Stored dataset items:
Start of Block
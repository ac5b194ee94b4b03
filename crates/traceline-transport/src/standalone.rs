// Copyright 2025-Present Traceline, Inc. https://traceline.dev/
// SPDX-License-Identifier: Apache-2.0

//! Host-side handle to the supervised worker subprocess.
//!
//! Exactly one worker runs per environment, enforced by an exclusive
//! non-blocking flock on the lockfile. The lock winner spawns the worker
//! binary; losers read the running worker's pid out of the lockfile. Both
//! then poll for the per-pid socket, connect and send the handshake. All
//! sends happen on a background consumer thread so the host request path
//! never blocks on IPC I/O; a failed write closes and drops the socket,
//! and the next send attempt reconnects (or respawns a dead worker).

use std::fs::{self, File, OpenOptions};
use std::io::Write;
use std::os::unix::net::UnixStream;
use std::path::Path;
use std::process::{Command, Stdio};
use std::sync::{Arc, Mutex, MutexGuard, PoisonError};
use std::thread;
use std::time::Duration;

use fs2::FileExt;
use tracing::{debug, warn};

use traceline_core::{BackgroundTask, Config, Flow, TraceEnvelope, TraceSink, VERSION};

use crate::error::TransportError;
use crate::proto::{encode_frame, Hello, Message};

/// Attempt budget covering the race between lock acquisition and socket
/// readiness.
const SPAWN_ATTEMPTS: u32 = 90;
const SPAWN_RETRY_DELAY: Duration = Duration::from_millis(10);
const SOCK_WRITE_TIMEOUT: Duration = Duration::from_millis(10);

struct IpcState {
    config: Config,
    sock: Option<UnixStream>,
    worker_pid: Option<u32>,
}

impl IpcState {
    /// Spawn or attach to the worker, then connect and shake hands.
    fn establish(&mut self) -> Result<(), TransportError> {
        for attempt in 0..SPAWN_ATTEMPTS {
            match try_acquire_lock(&self.config.lockfile_path) {
                Ok(Some(lock)) => {
                    debug!("standalone process lock acquired");
                    if let Err(e) = lock.set_len(0) {
                        warn!(error = %e, "could not truncate lockfile");
                    }
                    match spawn_worker(&self.config) {
                        Ok(pid) => debug!(pid = pid, "spawned worker process"),
                        Err(e) => warn!(error = %e, "worker spawn failed"),
                    }
                    // Release the lock so the worker can claim it and
                    // write its pid.
                    drop(lock);
                }
                Ok(None) => {}
                Err(e) => warn!(error = %e, "could not open lockfile"),
            }

            if let Some(pid) = read_lockfile_pid(&self.config.lockfile_path) {
                let sockfile = self.config.sockfile_for(pid);
                if sockfile.exists() {
                    if let Some(sock) = self.connect(&sockfile) {
                        debug!(pid = pid, attempt = attempt, "connected to worker");
                        self.sock = Some(sock);
                        self.worker_pid = Some(pid);
                        return Ok(());
                    }
                }
            }

            thread::sleep(SPAWN_RETRY_DELAY);
        }

        Err(TransportError::Spawn(format!(
            "no responsive worker after {SPAWN_ATTEMPTS} attempts"
        )))
    }

    fn connect(&self, sockfile: &Path) -> Option<UnixStream> {
        let mut sock = UnixStream::connect(sockfile).ok()?;
        let _ = sock.set_write_timeout(Some(SOCK_WRITE_TIMEOUT));

        let hello = Message::Hello(Hello {
            version: VERSION.to_owned(),
            relaunch_command: self.config.worker_command.clone(),
        });
        let frame = encode_frame(&hello).ok()?;
        sock.write_all(&frame).ok()?;
        Some(sock)
    }

    /// Write one frame. Failures drop the socket; the message is lost and
    /// the next send reconnects.
    fn send(&mut self, msg: &Message) {
        if self.sock.is_none() {
            if let Err(e) = self.establish() {
                warn!(error = %e, "worker unreachable; dropping message");
                return;
            }
        }

        let frame = match encode_frame(msg) {
            Ok(frame) => frame,
            Err(e) => {
                warn!(error = %e, "could not encode IPC message");
                return;
            }
        };

        if let Some(sock) = self.sock.as_mut() {
            if let Err(e) = sock.write_all(&frame) {
                warn!(error = %e, "IPC write failed; closing socket");
                self.sock = None;
                self.worker_pid = None;
            }
        }
    }
}

/// Open the lockfile and try to take the exclusive non-blocking lock.
/// `Ok(None)` means another process (the running worker, or a racing
/// spawner) holds it.
pub(crate) fn try_acquire_lock(path: &Path) -> std::io::Result<Option<File>> {
    if let Some(parent) = path.parent() {
        fs::create_dir_all(parent)?;
    }
    let file = OpenOptions::new()
        .read(true)
        .write(true)
        .create(true)
        .open(path)?;
    match file.try_lock_exclusive() {
        Ok(()) => Ok(Some(file)),
        Err(_) => Ok(None),
    }
}

fn read_lockfile_pid(path: &Path) -> Option<u32> {
    fs::read_to_string(path).ok()?.trim().parse().ok()
}

fn spawn_worker(config: &Config) -> Result<u32, TransportError> {
    let mut parts = config.worker_command.iter();
    let bin = parts
        .next()
        .ok_or_else(|| TransportError::Spawn("empty worker command".to_owned()))?;

    let mut command = Command::new(bin);
    command
        .args(parts)
        .env("TRACELINE_LOCKFILE", &config.lockfile_path)
        .env("TRACELINE_SOCKDIR", &config.sockfile_dir)
        .env("TRACELINE_BASE_URL", &config.base_url)
        .env(
            "TRACELINE_REPORT_INTERVAL",
            config.report_interval_secs.to_string(),
        )
        .env(
            "TRACELINE_WORKER_KEEPALIVE",
            config.worker_idle_keepalive_secs.to_string(),
        )
        .env(
            "TRACELINE_WORKER_MAX_MEMORY_MB",
            config.worker_max_memory_mb.to_string(),
        )
        .stdin(Stdio::null())
        .stdout(Stdio::null())
        .stderr(Stdio::null());
    if let Some(token) = &config.auth_token {
        command.env("TRACELINE_AUTH_TOKEN", token);
    }

    let child = command
        .spawn()
        .map_err(|e| TransportError::Spawn(e.to_string()))?;
    Ok(child.id())
}

/// Public handle; implements [`TraceSink`] for standalone mode.
pub struct Standalone {
    state: Arc<Mutex<IpcState>>,
    task: BackgroundTask<Message>,
}

impl std::fmt::Debug for Standalone {
    fn fmt(&self, f: &mut std::fmt::Formatter<'_>) -> std::fmt::Result {
        f.debug_struct("Standalone").finish_non_exhaustive()
    }
}

impl Standalone {
    pub fn new(config: Config) -> Result<Standalone, TransportError> {
        let mut initial = IpcState {
            config: config.clone(),
            sock: None,
            worker_pid: None,
        };
        // Spawn (or detect) the worker immediately; construction fails if
        // no worker can be reached within the attempt budget.
        initial.establish()?;

        let state = Arc::new(Mutex::new(initial));
        let writer_state = Arc::clone(&state);
        let task = BackgroundTask::new(
            "ipc-sender",
            config.max_pending_traces,
            Duration::from_millis(100),
            move |msg: Option<Message>| {
                if let Some(msg) = msg {
                    lock_state(&writer_state).send(&msg);
                }
                Flow::Continue
            },
        );

        Ok(Standalone { state, task })
    }

    pub fn worker_pid(&self) -> Option<u32> {
        lock_state(&self.state).worker_pid
    }

    pub fn send(&self, msg: Message) -> bool {
        self.task.submit(msg)
    }

    pub fn queue_depth(&self) -> usize {
        self.task.queue_depth()
    }
}

impl TraceSink for Standalone {
    fn submit(&self, envelope: TraceEnvelope) -> bool {
        self.send(Message::Trace(envelope))
    }

    /// Stop the sender thread. The worker is left to exit on its own idle
    /// timeout; it is not ours to kill once others may be attached.
    fn shutdown(&self, timeout: Duration) -> bool {
        self.task.shutdown(timeout)
    }
}

fn lock_state(state: &Arc<Mutex<IpcState>>) -> MutexGuard<'_, IpcState> {
    state.lock().unwrap_or_else(PoisonError::into_inner)
}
End of Block
■ Task item ■
Across the entries above, how many lines contain "blocking"? Provide only the count.

■ Solved exercise ■
2